EXERCISE DESCRIPTION:
For each line of the listing below that contains the string "RuleKind", copy the line.

DATASET RECORDS:

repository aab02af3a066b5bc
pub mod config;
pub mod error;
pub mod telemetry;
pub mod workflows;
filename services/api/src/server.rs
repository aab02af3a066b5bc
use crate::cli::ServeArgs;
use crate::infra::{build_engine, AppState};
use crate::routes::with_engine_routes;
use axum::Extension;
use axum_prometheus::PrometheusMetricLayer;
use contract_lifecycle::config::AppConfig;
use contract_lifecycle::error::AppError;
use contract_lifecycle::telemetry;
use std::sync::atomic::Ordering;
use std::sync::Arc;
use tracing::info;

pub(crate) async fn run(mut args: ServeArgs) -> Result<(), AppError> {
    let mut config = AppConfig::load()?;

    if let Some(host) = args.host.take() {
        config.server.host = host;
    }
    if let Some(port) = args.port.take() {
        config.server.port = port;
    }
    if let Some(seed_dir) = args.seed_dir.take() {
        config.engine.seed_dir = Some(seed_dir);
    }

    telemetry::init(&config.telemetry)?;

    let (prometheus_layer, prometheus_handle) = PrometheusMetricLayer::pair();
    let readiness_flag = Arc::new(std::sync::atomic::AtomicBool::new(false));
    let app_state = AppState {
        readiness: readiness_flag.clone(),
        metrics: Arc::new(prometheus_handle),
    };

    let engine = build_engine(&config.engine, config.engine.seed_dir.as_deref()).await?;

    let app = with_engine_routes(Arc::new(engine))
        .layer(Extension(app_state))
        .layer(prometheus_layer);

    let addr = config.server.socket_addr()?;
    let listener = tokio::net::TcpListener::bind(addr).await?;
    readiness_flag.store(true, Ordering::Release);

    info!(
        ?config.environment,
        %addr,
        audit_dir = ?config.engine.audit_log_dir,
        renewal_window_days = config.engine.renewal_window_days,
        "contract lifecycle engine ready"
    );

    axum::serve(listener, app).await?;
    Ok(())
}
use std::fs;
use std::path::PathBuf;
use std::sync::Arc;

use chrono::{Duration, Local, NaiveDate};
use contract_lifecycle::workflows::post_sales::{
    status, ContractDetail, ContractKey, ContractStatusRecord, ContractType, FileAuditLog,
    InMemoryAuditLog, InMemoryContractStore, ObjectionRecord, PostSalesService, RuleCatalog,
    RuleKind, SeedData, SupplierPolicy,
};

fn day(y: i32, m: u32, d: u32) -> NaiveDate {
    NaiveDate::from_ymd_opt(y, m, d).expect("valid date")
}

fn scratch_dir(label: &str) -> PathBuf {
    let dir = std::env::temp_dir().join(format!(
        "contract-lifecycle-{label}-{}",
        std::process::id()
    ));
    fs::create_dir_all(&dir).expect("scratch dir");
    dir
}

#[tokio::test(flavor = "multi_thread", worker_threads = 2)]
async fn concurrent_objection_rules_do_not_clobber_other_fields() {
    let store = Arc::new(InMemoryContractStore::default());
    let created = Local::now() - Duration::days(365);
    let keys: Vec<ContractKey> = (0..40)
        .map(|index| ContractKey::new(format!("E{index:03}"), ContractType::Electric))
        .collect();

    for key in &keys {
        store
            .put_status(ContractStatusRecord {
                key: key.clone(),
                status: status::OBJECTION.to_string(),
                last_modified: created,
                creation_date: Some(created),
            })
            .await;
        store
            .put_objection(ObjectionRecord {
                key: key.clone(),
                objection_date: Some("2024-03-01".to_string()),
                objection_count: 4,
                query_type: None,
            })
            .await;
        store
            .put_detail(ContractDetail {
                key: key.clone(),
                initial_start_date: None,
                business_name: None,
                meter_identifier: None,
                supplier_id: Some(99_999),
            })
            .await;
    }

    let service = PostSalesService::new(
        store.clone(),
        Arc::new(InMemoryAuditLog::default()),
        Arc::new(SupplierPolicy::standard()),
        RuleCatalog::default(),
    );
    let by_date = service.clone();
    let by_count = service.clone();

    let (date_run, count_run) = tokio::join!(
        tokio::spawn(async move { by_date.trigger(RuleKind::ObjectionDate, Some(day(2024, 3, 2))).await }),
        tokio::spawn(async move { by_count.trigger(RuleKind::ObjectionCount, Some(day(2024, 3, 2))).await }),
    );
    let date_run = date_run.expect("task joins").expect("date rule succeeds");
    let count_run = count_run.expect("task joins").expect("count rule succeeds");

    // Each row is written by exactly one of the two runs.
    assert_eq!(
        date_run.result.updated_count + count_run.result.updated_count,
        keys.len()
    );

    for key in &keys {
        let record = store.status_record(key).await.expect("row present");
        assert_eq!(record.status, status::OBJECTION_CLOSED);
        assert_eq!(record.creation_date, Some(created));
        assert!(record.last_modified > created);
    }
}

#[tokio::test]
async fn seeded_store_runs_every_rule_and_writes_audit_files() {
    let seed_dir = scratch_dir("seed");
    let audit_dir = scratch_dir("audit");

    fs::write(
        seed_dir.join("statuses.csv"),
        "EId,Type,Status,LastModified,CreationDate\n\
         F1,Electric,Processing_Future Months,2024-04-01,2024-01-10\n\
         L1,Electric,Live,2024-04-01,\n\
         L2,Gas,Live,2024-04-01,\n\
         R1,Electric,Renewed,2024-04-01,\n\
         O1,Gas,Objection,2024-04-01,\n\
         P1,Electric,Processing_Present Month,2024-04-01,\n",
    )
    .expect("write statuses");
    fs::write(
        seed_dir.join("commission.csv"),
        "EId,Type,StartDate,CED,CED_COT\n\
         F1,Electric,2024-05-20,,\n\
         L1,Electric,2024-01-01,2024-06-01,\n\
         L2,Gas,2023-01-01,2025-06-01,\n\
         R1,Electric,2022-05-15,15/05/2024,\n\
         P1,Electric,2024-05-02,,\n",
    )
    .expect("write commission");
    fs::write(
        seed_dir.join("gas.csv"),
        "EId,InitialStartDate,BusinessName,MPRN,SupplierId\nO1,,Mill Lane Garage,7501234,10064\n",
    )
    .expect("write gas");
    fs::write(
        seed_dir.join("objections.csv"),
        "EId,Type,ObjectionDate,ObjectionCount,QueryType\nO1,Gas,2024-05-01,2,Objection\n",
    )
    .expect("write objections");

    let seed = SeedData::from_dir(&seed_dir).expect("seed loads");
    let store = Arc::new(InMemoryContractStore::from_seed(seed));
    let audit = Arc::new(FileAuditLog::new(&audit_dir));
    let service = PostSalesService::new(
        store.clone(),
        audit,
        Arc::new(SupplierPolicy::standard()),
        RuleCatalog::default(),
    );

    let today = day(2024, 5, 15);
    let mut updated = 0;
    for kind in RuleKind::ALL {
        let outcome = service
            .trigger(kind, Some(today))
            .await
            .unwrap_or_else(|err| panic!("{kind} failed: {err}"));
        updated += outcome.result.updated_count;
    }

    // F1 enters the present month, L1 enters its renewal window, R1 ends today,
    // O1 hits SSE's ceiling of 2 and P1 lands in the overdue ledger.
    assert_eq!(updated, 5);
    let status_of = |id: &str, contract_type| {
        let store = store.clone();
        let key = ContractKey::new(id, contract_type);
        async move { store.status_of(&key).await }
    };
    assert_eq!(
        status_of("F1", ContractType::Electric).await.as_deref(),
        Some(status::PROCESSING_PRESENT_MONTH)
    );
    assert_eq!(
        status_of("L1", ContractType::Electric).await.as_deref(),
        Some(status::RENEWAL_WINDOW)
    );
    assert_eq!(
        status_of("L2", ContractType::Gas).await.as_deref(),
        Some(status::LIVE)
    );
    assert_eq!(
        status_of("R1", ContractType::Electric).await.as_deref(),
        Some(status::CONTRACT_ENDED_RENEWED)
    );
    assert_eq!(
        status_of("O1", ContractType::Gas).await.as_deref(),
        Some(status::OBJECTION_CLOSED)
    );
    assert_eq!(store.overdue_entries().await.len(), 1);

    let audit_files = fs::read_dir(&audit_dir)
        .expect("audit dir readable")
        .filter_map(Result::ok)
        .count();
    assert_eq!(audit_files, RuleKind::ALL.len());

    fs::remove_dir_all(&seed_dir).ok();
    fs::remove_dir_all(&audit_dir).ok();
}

OUTPUT BELOW:
    RuleKind, SeedData, SupplierPolicy,
        tokio::spawn(async move { by_date.trigger(RuleKind::ObjectionDate, Some(day(2024, 3, 2))).await }),
        tokio::spawn(async move { by_count.trigger(RuleKind::ObjectionCount, Some(day(2024, 3, 2))).await }),
    for kind in RuleKind::ALL {
    assert_eq!(audit_files, RuleKind::ALL.len());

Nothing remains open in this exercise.